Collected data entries
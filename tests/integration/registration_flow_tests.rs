//! Registration lifecycle tests.
//!
//! Drives the dispatcher through connect → register → deregister, plus
//! the failure and reset paths, first against `MockTransport` and then
//! end-to-end against the loopback transport.

use cloudnode::adapters::transport::SimulatedTransport;
use cloudnode::app::commands::AppCommand;
use cloudnode::app::dispatcher::{EventDispatcher, LoopControl};
use cloudnode::app::events::AppEvent;
use cloudnode::app::ports::{Transport, TransportEvent};
use cloudnode::app::resources::{BUTTON_PATH, TEMPERATURE_PATH};
use cloudnode::config::NodeConfig;
use cloudnode::drivers::button::ButtonLatch;
use cloudnode::error::{CommsError, Error};
use cloudnode::fsm::RegistrationState;
use cloudnode::resource::{DeliveryStatus, ResourcePath};

use crate::mock_hw::{
    MockCredentials, MockOutput, MockSensors, MockTransport, RecordingSink, TransportCall,
};

use RegistrationState::*;

fn dispatcher() -> EventDispatcher<MockOutput> {
    EventDispatcher::new(NodeConfig::default(), MockOutput::default()).unwrap()
}

fn tick(
    d: &mut EventDispatcher<MockOutput>,
    now_ms: u64,
    transport: &mut impl Transport,
    sink: &mut RecordingSink,
) -> LoopControl {
    let latch = ButtonLatch::new();
    d.tick(now_ms, &latch, &mut MockSensors::default(), transport, sink)
}

fn transitions(sink: &RecordingSink) -> Vec<(RegistrationState, RegistrationState)> {
    sink.events
        .iter()
        .filter_map(|e| match e {
            AppEvent::RegistrationChanged { from, to } => Some((*from, *to)),
            _ => None,
        })
        .collect()
}

#[test]
fn full_registration_cycle() {
    let mut d = dispatcher();
    let mut t = MockTransport::default();
    let mut sink = RecordingSink::default();

    d.start_registration(&MockCredentials(true), &mut t, &mut sink)
        .unwrap();
    assert_eq!(d.registration_state(), Connecting);
    assert_eq!(t.calls, vec![TransportCall::Connect]);

    t.push(TransportEvent::Ready);
    tick(&mut d, 100, &mut t, &mut sink);
    assert_eq!(d.registration_state(), Registering);
    let TransportCall::Register(paths) = &t.calls[1] else {
        panic!("expected register, got {:?}", t.calls[1]);
    };
    assert_eq!(paths.len(), 9);
    assert!(paths.contains(&ResourcePath::parse(TEMPERATURE_PATH).unwrap()));

    t.push(TransportEvent::RegistrationAck);
    tick(&mut d, 200, &mut t, &mut sink);
    assert!(d.is_registered());
    assert_eq!(
        transitions(&sink),
        vec![
            (Disconnected, Connecting),
            (Connecting, Registering),
            (Registering, Registered),
        ]
    );
}

#[test]
fn registration_waits_for_credentials() {
    let mut d = dispatcher();
    let mut t = MockTransport::default();
    let mut sink = RecordingSink::default();

    let err = d
        .start_registration(&MockCredentials(false), &mut t, &mut sink)
        .unwrap_err();
    assert!(matches!(err, Error::Init(_)));
    assert_eq!(d.registration_state(), Disconnected);
    assert!(t.calls.is_empty());
    assert!(transitions(&sink).is_empty());
}

#[test]
fn requested_deregistration_exits_the_loop() {
    let mut d = dispatcher();
    let mut t = MockTransport::default();
    let mut sink = RecordingSink::default();

    d.start_registration(&MockCredentials(true), &mut t, &mut sink)
        .unwrap();
    t.push(TransportEvent::Ready);
    tick(&mut d, 100, &mut t, &mut sink);
    t.push(TransportEvent::RegistrationAck);
    tick(&mut d, 200, &mut t, &mut sink);

    d.handle_command(AppCommand::Unregister, 200, &mut t, &mut sink);
    assert_eq!(d.registration_state(), Unregistering);
    assert_eq!(t.calls.last(), Some(&TransportCall::Deregister));

    // Still waiting for the ack.
    assert_eq!(tick(&mut d, 300, &mut t, &mut sink), LoopControl::Continue);

    t.push(TransportEvent::DeregistrationAck);
    assert_eq!(tick(&mut d, 400, &mut t, &mut sink), LoopControl::Exit);
    assert_eq!(d.registration_state(), Disconnected);
}

#[test]
fn rejected_registration_fails_until_reset() {
    let mut d = dispatcher();
    let mut t = MockTransport::default();
    let mut sink = RecordingSink::default();

    d.start_registration(&MockCredentials(true), &mut t, &mut sink)
        .unwrap();
    t.push(TransportEvent::Ready);
    t.push(TransportEvent::Error(CommsError::RegistrationRejected));
    assert_eq!(tick(&mut d, 100, &mut t, &mut sink), LoopControl::Continue);
    assert_eq!(d.registration_state(), Failed);

    // Start is ignored while failed.
    d.start_registration(&MockCredentials(true), &mut t, &mut sink)
        .unwrap();
    assert_eq!(d.registration_state(), Failed);

    d.handle_command(AppCommand::ResetRegistration, 100, &mut t, &mut sink);
    assert_eq!(d.registration_state(), Disconnected);

    t.clear();
    d.start_registration(&MockCredentials(true), &mut t, &mut sink)
        .unwrap();
    assert_eq!(t.calls, vec![TransportCall::Connect]);
}

#[test]
fn restart_after_reset_still_needs_credentials() {
    let mut d = dispatcher();
    let mut t = MockTransport::default();
    let mut sink = RecordingSink::default();

    d.start_registration(&MockCredentials(true), &mut t, &mut sink)
        .unwrap();
    t.push(TransportEvent::Timeout);
    tick(&mut d, 100, &mut t, &mut sink);
    d.handle_command(AppCommand::ResetRegistration, 100, &mut t, &mut sink);
    assert_eq!(d.registration_state(), Disconnected);

    t.clear();
    assert!(
        d.start_registration(&MockCredentials(false), &mut t, &mut sink)
            .is_err()
    );
    tick(&mut d, 200, &mut t, &mut sink);
    assert_eq!(d.registration_state(), Disconnected);
    assert!(t.calls.is_empty());
}

fn registered() -> (EventDispatcher<MockOutput>, MockTransport, RecordingSink) {
    let mut d = dispatcher();
    let mut t = MockTransport::default();
    let mut sink = RecordingSink::default();
    d.start_registration(&MockCredentials(true), &mut t, &mut sink)
        .unwrap();
    t.push(TransportEvent::Ready);
    tick(&mut d, 100, &mut t, &mut sink);
    t.push(TransportEvent::RegistrationAck);
    tick(&mut d, 200, &mut t, &mut sink);
    assert!(d.is_registered());
    t.clear();
    (d, t, sink)
}

#[test]
fn connection_lost_error_leaves_registered() {
    let (mut d, mut t, mut sink) = registered();

    t.push(TransportEvent::Error(CommsError::ConnectionLost));
    tick(&mut d, 300, &mut t, &mut sink);
    assert_eq!(d.registration_state(), Failed);

    let button = d.resources().button;
    d.registry_mut().set_value(button, "3");
    tick(&mut d, 400, &mut t, &mut sink);
    assert!(t.notifications().is_empty());
}

#[test]
fn timeout_error_fails_registration() {
    let mut d = dispatcher();
    let mut t = MockTransport::default();
    let mut sink = RecordingSink::default();

    d.start_registration(&MockCredentials(true), &mut t, &mut sink)
        .unwrap();
    t.push(TransportEvent::Ready);
    t.push(TransportEvent::Error(CommsError::Timeout));
    tick(&mut d, 100, &mut t, &mut sink);
    assert_eq!(d.registration_state(), Failed);
}

#[test]
fn loopback_connection_lost_error_fails() {
    let mut d = dispatcher();
    let mut t = SimulatedTransport::new();
    let mut sink = RecordingSink::default();

    d.start_registration(&MockCredentials(true), &mut t, &mut sink)
        .unwrap();
    tick(&mut d, 100, &mut t, &mut sink);
    assert!(d.is_registered());

    t.inject(TransportEvent::Error(CommsError::ConnectionLost));
    tick(&mut d, 200, &mut t, &mut sink);
    assert_eq!(d.registration_state(), Failed);
}

#[test]
fn connect_timeout_fails() {
    let mut d = dispatcher();
    let mut t = MockTransport::default();
    let mut sink = RecordingSink::default();

    d.start_registration(&MockCredentials(true), &mut t, &mut sink)
        .unwrap();
    t.push(TransportEvent::Timeout);
    tick(&mut d, 100, &mut t, &mut sink);
    assert_eq!(d.registration_state(), Failed);
}

#[test]
fn lost_connection_stops_notifications() {
    let mut d = dispatcher();
    let mut t = MockTransport::default();
    let mut sink = RecordingSink::default();

    d.start_registration(&MockCredentials(true), &mut t, &mut sink)
        .unwrap();
    t.push(TransportEvent::Ready);
    tick(&mut d, 100, &mut t, &mut sink);
    t.push(TransportEvent::RegistrationAck);
    tick(&mut d, 200, &mut t, &mut sink);
    t.clear();

    t.push(TransportEvent::ConnectionLost);
    assert_eq!(tick(&mut d, 300, &mut t, &mut sink), LoopControl::Continue);
    assert_eq!(d.registration_state(), Failed);

    let button = d.resources().button;
    d.registry_mut().set_value(button, "5");
    tick(&mut d, 400, &mut t, &mut sink);
    assert!(t.notifications().is_empty());
    assert_eq!(d.registry().pending_notifications(), 1);
}

#[test]
fn loopback_transport_runs_the_whole_lifecycle() {
    let mut d = dispatcher();
    let mut t = SimulatedTransport::new();
    let mut sink = RecordingSink::default();
    let latch = ButtonLatch::new();
    let mut sensors = MockSensors::default();

    d.start_registration(&MockCredentials(true), &mut t, &mut sink)
        .unwrap();

    let mut now_ms = 0;
    while !d.is_registered() && now_ms < 1_000 {
        now_ms += 100;
        d.tick(now_ms, &latch, &mut sensors, &mut t, &mut sink);
    }
    assert!(d.is_registered());
    assert_eq!(t.registered_resources(), 9);

    latch.on_edge();
    now_ms += 100;
    d.tick(now_ms, &latch, &mut sensors, &mut t, &mut sink);
    assert_eq!(
        t.last_notification(),
        Some(&(ResourcePath::parse(BUTTON_PATH).unwrap(), "1".to_owned()))
    );

    // Delivery report comes back on the next iteration.
    now_ms += 100;
    d.tick(now_ms, &latch, &mut sensors, &mut t, &mut sink);
    assert!(sink.events.contains(&AppEvent::NotifyResult {
        path: ResourcePath::parse(BUTTON_PATH).unwrap(),
        status: DeliveryStatus::Delivered,
    }));

    d.handle_command(AppCommand::Unregister, now_ms, &mut t, &mut sink);
    now_ms += 100;
    assert_eq!(
        d.tick(now_ms, &latch, &mut sensors, &mut t, &mut sink),
        LoopControl::Exit
    );
}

● **Exercise directions**
For the records above, state the number of lines that include the string "LoopControl" and add nothing.

● **Output**
7